Lancée le 12 juin 2025 dans plusieurs régions de France, l'expérimentation de la consigne du verre pour réemploi est jugée 'insuffisamment ambitieuse' par l'ONG Zero Waste France. Dans un rapport publié ce jeudi, l'organisation tire un bilan sévère de cette initiative, pointant une mise en œuvre qui ne respecte pas les objectifs fixés par les industriels et l'éco-organisme Citeo.
Seulement 350 magasins au lieu des 750 annoncés
Au lancement, Jean Hornain, directeur général de Citeo, espérait 750 magasins participant au dispositif d'ici la fin 2025. Cependant, en juin 2026, seulement 350 points de vente se sont engagés, moins de la moitié de l'objectif initial.
Ce système permet aux consommateurs de retourner leurs emballages en verre vides en échange d'une consigne de 10 ou 20 centimes, favorisant ainsi leur réutilisation. L'initiative est destinée à s'étendre à l'ensemble du territoire national.

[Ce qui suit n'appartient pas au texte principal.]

use attribute_calculator::cli::{self, CliError, EvalOptions, TreeFormat, TreeOptions};
use clap::{Parser as ClapParser, Subcommand};
use std::io::{self, Read};
use tracing_subscriber::{Layer, layer::SubscriberExt, util::SubscriberInitExt};

#[derive(ClapParser)]
#[command(name = "attrcalc")]
#[command(about = "Attribute calculator - arithmetic over remote instrument attributes")]
#[command(version)]
struct Cli {
    /// Log evaluation details to stderr
    #[arg(short, long, global = true)]
    verbose: bool,

    #[command(subcommand)]
    command: Commands,
}

#[derive(Subcommand)]
enum Commands {
    /// Validate an expression without evaluating it
    Check {
        /// The expression to validate
        expression: String,
    },

    /// Print the parsed expression tree
    Tree {
        /// The expression to parse
        expression: String,

        /// Print the tree as JSON arrays
        #[arg(long)]
        json: bool,

        /// Pretty-print JSON output
        #[arg(short, long, requires = "json")]
        pretty: bool,
    },

    /// Evaluate an expression
    Eval {
        /// The expression to evaluate
        expression: String,

        /// JSON object of attribute values (reads from stdin if not provided)
        #[arg(long)]
        values: Option<String>,
    },

    /// List documentation categories
    Docs,

    /// Show documentation for a specific category
    Doc {
        /// Category name (use 'attrcalc docs' to list categories)
        category: String,
    },
}

fn init_tracing(verbose: bool) {
    let level = if verbose {
        tracing_subscriber::filter::LevelFilter::DEBUG
    } else {
        tracing_subscriber::filter::LevelFilter::WARN
    };
    let filter = tracing_subscriber::filter::Targets::new().with_default(level);

    let stderr_log_layer = tracing_subscriber::fmt::layer()
        .with_writer(io::stderr)
        .without_time()
        .with_filter(filter);

    // A second initialization only happens in embedded use; keep the first.
    let _ = tracing_subscriber::registry()
        .with(stderr_log_layer)
        .try_init();
}

fn main() {
    let cli = Cli::parse();
    init_tracing(cli.verbose);

    let result = match cli.command {
        Commands::Check { expression } => {
            cli::execute_check(&expression).map(|()| println!("Syntax is valid"))
        }
        Commands::Tree {
            expression,
            json,
            pretty,
        } => run_tree(expression, json, pretty),
        Commands::Eval { expression, values } => run_eval(expression, values),
        Commands::Docs => {
            print!("{}", cli::get_docs_overview());
            Ok(())
        }
        Commands::Doc { category } => cli::get_doc_category(&category).map(|content| {
            print!("{}", content);
        }),
    };

    if let Err(e) = result {
        tracing::debug!(error = ?e, "command failed");
        eprintln!("{}", e);
        std::process::exit(1);
    }
}

fn run_tree(expression: String, json: bool, pretty: bool) -> Result<(), CliError> {
    let format = match (json, pretty) {
        (false, _) => TreeFormat::List,
        (true, false) => TreeFormat::Json,
        (true, true) => TreeFormat::JsonPretty,
    };

    let options = TreeOptions { expression, format };
    println!("{}", cli::execute_tree(&options)?);
    Ok(())
}

fn run_eval(expression: String, values: Option<String>) -> Result<(), CliError> {
    let values = match values {
        Some(s) => Some(s),
        None if !atty::is(atty::Stream::Stdin) => {
            let mut buffer = String::new();
            io::stdin().read_to_string(&mut buffer)?;
            Some(buffer).filter(|b| !b.trim().is_empty())
        }
        None => None,
    };

    let options = EvalOptions { expression, values };
    println!("{}", cli::execute_eval(&options)?);
    Ok(())
}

Un réemploi largement en deçà des objectifs légaux
Zero Waste France met en avant un inventaire très limité des produits réemployables en magasin : en moyenne, seuls neuf produits réutilisables sont disponibles par enseigne. L'ONG déplore également des différences de prix pouvant atteindre le triple entre un produit en réemploi et son homologue jetable. Marine Bonavita, chargée de plaidoyer à Zero Waste France, a déclaré : "Le projet ne respecte pas l'ambition de base qui était de rendre compétitif le réemploi par rapport à l'usage unique". De plus, un manque d'information sur le dispositif et des machines de déconsignation difficilement accessibles en magasin contribuent à ce constat amer.
Un retard français sur le réemploi
Ces critiques s'inscrivent dans un cadre plus large, celui du retard de la France en matière de réemploi des emballages. Actuellement, moins de 2% d'entre eux sont réutilisés, tandis que la loi Agec, adoptée en 2020, avait fixé un objectif de 10% de réemploi d'ici 2027. Paradoxalement, neuf Français sur dix se disent favorables à la réintroduction de la consigne, selon des études de l'ONG.
Les distributeurs plaident pour une convergence des initiatives
Les résultats varient parmi les enseignes. Par exemple, seulement 8,3% des magasins Carrefour participent au dispositif ReUse. Bertrand Swiderski, directeur RSE du groupe Carrefour, a reconnu : "On n'est pas encore en vitesse de croisière, on a encore des choses à apprendre". Il précise que ReUse est seulement l'une des nombreuses expérimentations que l'enseigne mène dans le domaine du réemploi. De leur côté, les représentants de Citeo se sont abstenus de commenter cette situation pour le moment, annonçant un bilan consolidé à la fin de ce mois.